[Start of Attachment]

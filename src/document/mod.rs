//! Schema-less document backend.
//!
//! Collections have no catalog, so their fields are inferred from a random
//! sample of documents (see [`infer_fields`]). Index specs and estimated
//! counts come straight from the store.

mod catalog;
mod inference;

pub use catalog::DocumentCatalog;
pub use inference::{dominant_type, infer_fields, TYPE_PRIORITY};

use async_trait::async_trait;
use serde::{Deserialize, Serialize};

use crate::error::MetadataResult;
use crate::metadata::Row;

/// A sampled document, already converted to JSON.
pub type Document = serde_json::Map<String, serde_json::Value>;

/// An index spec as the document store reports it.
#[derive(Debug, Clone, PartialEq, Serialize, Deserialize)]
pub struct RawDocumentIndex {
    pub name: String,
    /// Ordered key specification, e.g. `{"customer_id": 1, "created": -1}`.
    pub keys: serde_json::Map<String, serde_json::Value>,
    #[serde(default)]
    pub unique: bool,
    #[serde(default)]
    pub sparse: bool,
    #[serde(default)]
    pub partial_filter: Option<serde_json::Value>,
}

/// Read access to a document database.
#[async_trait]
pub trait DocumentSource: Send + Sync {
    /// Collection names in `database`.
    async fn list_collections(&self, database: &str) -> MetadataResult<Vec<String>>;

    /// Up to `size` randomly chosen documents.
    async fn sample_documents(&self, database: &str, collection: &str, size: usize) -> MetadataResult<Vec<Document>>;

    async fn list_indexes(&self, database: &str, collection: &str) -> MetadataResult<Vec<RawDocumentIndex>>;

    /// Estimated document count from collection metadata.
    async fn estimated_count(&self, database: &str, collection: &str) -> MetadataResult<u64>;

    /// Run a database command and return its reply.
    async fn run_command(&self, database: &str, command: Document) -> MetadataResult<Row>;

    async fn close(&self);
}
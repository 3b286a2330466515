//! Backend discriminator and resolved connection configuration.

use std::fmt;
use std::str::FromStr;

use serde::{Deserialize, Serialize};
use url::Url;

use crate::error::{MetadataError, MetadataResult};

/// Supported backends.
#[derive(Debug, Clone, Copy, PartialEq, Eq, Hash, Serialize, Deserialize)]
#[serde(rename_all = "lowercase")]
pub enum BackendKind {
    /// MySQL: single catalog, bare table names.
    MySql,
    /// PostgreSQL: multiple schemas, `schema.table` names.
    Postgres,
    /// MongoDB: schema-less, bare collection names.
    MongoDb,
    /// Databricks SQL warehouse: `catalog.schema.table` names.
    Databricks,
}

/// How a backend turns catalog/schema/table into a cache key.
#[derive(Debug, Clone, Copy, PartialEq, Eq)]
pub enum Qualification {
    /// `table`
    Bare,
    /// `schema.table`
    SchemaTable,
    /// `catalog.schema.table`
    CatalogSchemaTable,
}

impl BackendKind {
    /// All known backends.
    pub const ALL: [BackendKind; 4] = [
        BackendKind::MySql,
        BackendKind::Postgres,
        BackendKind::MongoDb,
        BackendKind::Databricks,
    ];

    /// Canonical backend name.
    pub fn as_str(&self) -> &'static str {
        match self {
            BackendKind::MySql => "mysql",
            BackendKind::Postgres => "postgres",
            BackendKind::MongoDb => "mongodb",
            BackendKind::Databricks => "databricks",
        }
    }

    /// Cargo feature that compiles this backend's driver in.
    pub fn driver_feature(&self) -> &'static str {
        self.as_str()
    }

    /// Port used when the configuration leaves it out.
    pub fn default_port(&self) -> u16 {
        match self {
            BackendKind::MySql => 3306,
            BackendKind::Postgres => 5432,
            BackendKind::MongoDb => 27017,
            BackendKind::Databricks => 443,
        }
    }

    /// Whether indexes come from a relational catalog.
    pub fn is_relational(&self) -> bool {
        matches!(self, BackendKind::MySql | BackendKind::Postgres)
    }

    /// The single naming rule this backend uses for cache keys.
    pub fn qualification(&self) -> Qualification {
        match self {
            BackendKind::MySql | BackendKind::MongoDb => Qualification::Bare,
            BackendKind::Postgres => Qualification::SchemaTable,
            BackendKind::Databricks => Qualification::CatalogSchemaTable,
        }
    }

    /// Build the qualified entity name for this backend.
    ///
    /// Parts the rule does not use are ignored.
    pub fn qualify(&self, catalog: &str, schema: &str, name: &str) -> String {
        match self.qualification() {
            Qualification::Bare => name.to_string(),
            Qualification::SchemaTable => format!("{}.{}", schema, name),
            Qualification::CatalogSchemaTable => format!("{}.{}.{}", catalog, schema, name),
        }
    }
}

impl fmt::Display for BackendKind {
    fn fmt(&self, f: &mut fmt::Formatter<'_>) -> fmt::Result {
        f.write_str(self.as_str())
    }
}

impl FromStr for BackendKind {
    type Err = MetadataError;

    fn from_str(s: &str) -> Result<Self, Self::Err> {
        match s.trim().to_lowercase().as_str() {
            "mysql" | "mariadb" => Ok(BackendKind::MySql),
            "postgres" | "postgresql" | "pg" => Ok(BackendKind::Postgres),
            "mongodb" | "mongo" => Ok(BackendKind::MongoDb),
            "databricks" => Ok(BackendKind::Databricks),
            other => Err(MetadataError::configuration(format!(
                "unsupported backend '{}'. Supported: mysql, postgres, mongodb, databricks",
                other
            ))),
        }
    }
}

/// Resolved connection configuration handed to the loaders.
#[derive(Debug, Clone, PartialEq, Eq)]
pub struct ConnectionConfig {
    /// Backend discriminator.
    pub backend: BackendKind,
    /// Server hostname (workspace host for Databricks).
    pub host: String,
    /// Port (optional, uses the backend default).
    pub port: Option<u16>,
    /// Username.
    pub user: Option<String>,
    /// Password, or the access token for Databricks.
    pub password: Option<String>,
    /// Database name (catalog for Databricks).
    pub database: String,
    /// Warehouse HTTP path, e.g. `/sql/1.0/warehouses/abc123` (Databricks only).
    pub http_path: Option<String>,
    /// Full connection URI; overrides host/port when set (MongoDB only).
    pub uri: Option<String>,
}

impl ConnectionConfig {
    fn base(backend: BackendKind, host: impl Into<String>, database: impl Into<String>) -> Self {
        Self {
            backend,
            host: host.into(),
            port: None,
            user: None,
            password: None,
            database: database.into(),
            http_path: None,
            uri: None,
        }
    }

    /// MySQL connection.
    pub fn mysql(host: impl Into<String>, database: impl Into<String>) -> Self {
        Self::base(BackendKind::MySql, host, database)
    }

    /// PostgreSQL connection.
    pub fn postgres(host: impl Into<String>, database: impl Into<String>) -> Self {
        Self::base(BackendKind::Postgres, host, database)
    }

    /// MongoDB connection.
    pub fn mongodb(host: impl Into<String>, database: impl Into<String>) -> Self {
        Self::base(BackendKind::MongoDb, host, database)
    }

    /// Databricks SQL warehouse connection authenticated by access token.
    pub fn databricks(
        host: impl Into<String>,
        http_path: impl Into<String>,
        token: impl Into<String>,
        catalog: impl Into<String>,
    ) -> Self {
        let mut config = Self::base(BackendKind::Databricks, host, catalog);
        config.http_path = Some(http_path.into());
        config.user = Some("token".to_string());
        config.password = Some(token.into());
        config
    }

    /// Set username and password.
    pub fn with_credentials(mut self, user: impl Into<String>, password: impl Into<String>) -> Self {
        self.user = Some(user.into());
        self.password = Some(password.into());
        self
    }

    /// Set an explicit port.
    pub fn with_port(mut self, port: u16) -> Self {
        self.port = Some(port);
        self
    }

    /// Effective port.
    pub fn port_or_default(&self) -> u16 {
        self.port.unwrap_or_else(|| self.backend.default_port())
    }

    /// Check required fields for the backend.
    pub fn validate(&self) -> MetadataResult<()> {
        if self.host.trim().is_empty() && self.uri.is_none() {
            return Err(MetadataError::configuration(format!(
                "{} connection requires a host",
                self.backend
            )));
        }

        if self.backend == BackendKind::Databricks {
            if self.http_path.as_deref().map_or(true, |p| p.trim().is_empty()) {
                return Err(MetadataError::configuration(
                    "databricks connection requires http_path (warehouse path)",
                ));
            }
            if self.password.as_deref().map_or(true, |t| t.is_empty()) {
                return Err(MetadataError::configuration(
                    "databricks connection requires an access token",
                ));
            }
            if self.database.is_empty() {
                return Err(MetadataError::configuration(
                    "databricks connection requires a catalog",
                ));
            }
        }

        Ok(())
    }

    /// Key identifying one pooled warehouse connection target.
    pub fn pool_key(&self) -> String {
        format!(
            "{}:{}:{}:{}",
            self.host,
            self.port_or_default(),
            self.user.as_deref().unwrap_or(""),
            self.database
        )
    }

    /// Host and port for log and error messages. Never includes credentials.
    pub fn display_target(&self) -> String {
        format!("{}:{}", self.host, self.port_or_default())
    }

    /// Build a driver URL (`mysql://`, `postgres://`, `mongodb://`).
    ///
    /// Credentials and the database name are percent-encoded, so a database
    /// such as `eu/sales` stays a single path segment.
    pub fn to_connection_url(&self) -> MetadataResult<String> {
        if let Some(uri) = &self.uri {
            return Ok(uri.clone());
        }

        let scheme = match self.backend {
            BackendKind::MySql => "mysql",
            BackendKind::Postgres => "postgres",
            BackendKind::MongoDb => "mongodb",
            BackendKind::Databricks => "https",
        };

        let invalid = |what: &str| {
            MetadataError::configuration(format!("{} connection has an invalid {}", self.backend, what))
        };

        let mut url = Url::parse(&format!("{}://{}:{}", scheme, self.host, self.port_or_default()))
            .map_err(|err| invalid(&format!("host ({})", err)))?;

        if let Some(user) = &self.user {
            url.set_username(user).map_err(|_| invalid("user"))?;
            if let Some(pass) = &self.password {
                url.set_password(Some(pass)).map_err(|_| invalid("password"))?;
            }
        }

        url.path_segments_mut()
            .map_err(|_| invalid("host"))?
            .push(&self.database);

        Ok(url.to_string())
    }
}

[End of Attachment]

** WHAT TO DO **
Take every line in the preceding listing that contains "RawDocumentIndex" and copy it.

** WRITTEN RESPONSE **
pub struct RawDocumentIndex {
    async fn list_indexes(&self, database: &str, collection: &str) -> MetadataResult<Vec<RawDocumentIndex>>;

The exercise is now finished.